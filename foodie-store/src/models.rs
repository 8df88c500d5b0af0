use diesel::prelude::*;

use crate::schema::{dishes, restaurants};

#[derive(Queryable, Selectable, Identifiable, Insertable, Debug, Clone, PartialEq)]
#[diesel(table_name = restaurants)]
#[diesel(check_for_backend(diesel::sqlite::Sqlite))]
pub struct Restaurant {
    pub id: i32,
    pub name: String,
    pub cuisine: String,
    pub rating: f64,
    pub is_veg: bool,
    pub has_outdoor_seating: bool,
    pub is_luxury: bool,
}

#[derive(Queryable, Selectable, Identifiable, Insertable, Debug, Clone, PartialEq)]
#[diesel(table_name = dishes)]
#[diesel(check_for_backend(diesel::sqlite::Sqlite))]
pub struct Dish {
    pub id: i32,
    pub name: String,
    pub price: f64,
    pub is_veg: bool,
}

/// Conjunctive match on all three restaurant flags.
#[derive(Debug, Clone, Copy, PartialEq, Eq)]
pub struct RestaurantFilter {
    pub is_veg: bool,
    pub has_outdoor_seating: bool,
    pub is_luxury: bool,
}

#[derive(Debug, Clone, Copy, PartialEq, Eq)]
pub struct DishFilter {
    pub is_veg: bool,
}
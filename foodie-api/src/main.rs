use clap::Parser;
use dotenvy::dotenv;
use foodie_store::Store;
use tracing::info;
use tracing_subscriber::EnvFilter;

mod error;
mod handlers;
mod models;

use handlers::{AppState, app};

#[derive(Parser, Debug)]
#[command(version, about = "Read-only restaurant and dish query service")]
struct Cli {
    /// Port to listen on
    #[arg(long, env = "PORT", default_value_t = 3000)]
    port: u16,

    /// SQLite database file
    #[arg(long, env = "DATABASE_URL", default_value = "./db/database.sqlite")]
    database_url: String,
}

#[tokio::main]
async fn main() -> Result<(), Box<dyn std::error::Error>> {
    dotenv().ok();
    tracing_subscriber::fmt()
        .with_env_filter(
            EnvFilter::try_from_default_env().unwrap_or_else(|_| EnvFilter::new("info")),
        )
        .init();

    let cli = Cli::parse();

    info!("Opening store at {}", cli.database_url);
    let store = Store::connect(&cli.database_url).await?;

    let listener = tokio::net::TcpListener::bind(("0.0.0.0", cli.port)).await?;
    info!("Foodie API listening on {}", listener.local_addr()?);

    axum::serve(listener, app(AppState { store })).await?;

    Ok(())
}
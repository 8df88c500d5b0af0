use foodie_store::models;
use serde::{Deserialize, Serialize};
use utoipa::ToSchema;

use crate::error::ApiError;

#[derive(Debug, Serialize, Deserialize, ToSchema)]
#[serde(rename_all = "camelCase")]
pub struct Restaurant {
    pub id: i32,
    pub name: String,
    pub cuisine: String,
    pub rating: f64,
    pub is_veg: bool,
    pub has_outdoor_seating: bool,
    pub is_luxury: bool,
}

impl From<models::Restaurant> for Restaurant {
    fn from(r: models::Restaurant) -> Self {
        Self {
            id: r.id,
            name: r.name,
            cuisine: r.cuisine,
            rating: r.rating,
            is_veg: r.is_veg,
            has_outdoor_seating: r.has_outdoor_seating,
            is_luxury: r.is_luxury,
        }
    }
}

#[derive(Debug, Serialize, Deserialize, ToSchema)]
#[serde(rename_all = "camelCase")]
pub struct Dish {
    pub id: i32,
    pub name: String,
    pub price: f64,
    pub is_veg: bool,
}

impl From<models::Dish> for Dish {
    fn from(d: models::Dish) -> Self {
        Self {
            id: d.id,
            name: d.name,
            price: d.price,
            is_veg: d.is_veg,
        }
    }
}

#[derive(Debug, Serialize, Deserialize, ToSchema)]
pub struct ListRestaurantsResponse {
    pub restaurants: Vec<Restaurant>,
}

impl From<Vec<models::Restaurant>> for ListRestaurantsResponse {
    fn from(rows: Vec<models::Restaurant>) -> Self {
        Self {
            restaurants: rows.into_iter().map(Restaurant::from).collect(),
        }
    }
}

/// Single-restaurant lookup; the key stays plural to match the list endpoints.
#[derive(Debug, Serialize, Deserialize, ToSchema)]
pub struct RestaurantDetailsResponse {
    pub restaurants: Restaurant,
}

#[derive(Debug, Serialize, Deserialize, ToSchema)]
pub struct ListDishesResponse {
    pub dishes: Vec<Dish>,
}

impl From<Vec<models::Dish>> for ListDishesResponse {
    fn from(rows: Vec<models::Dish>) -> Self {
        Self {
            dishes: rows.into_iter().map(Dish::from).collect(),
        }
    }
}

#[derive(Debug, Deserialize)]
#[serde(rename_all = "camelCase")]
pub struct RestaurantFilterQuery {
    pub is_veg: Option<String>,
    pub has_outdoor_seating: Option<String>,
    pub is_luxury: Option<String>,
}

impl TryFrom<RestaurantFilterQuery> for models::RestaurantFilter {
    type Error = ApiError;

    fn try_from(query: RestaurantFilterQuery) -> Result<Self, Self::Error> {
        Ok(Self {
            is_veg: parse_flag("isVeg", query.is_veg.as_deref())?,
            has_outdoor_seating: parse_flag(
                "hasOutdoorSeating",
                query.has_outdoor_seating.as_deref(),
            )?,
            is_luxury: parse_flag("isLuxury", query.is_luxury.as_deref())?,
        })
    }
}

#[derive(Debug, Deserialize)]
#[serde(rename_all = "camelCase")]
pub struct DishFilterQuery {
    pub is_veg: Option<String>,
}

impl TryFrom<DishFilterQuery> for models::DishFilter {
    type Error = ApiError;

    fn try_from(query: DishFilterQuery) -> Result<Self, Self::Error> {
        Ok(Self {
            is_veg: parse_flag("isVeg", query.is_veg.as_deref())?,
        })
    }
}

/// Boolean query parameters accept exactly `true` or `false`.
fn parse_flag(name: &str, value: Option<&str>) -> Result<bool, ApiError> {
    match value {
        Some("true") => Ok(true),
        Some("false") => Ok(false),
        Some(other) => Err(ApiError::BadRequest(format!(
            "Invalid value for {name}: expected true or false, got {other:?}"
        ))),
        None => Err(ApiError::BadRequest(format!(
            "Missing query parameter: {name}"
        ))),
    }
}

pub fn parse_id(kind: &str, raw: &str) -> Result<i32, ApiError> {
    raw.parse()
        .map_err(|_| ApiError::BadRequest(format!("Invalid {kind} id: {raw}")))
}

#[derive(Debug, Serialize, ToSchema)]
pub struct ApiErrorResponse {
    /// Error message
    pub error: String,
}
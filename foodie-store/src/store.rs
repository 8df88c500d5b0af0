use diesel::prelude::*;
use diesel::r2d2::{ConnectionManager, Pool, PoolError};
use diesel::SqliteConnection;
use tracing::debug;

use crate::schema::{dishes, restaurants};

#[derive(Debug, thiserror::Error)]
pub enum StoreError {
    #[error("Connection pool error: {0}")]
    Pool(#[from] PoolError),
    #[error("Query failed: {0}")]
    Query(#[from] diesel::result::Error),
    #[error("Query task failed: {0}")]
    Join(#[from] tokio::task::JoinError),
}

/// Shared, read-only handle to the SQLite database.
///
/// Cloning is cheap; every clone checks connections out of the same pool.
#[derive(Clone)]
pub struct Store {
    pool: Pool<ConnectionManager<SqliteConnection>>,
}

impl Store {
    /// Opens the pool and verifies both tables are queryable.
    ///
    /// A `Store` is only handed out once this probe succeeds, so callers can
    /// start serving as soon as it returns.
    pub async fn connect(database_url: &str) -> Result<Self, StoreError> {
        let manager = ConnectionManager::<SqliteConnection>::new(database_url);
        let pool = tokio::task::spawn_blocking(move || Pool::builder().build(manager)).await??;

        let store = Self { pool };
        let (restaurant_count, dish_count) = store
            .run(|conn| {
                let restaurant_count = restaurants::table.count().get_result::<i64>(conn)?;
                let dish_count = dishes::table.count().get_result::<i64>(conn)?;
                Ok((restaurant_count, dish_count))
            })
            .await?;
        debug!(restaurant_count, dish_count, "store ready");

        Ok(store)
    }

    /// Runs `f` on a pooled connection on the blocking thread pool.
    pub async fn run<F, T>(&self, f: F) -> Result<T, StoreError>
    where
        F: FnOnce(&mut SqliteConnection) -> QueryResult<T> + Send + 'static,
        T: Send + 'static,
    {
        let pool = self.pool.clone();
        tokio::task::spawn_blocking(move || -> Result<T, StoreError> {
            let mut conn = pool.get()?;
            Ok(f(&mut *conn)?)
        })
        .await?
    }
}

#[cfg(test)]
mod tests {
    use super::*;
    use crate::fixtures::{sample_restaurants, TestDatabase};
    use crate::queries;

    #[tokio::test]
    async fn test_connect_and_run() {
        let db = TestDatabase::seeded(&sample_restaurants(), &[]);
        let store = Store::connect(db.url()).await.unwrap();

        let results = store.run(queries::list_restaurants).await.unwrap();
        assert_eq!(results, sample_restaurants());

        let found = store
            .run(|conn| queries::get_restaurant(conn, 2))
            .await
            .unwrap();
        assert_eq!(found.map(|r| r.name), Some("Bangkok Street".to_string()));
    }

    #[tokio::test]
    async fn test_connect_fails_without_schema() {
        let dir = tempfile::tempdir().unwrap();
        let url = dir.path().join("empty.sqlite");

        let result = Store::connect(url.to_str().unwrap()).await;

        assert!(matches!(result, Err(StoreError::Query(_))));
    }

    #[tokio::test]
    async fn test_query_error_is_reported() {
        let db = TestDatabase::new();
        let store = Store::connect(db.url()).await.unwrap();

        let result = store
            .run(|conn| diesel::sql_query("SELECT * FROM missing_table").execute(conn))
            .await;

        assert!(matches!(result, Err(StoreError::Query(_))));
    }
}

- _What is needed_
Given the records above, restate word for word only the lines starting at the one with "to listen on" and ending at the one with "use foodie_store::models;".

- _Reply_
    /// Port to listen on
    #[arg(long, env = "PORT", default_value_t = 3000)]
    port: u16,

    /// SQLite database file
    #[arg(long, env = "DATABASE_URL", default_value = "./db/database.sqlite")]
    database_url: String,
}

#[tokio::main]
async fn main() -> Result<(), Box<dyn std::error::Error>> {
    dotenv().ok();
    tracing_subscriber::fmt()
        .with_env_filter(
            EnvFilter::try_from_default_env().unwrap_or_else(|_| EnvFilter::new("info")),
        )
        .init();

    let cli = Cli::parse();

    info!("Opening store at {}", cli.database_url);
    let store = Store::connect(&cli.database_url).await?;

    let listener = tokio::net::TcpListener::bind(("0.0.0.0", cli.port)).await?;
    info!("Foodie API listening on {}", listener.local_addr()?);

    axum::serve(listener, app(AppState { store })).await?;

    Ok(())
}
repository 8df88c500d5b0af0
use foodie_store::models;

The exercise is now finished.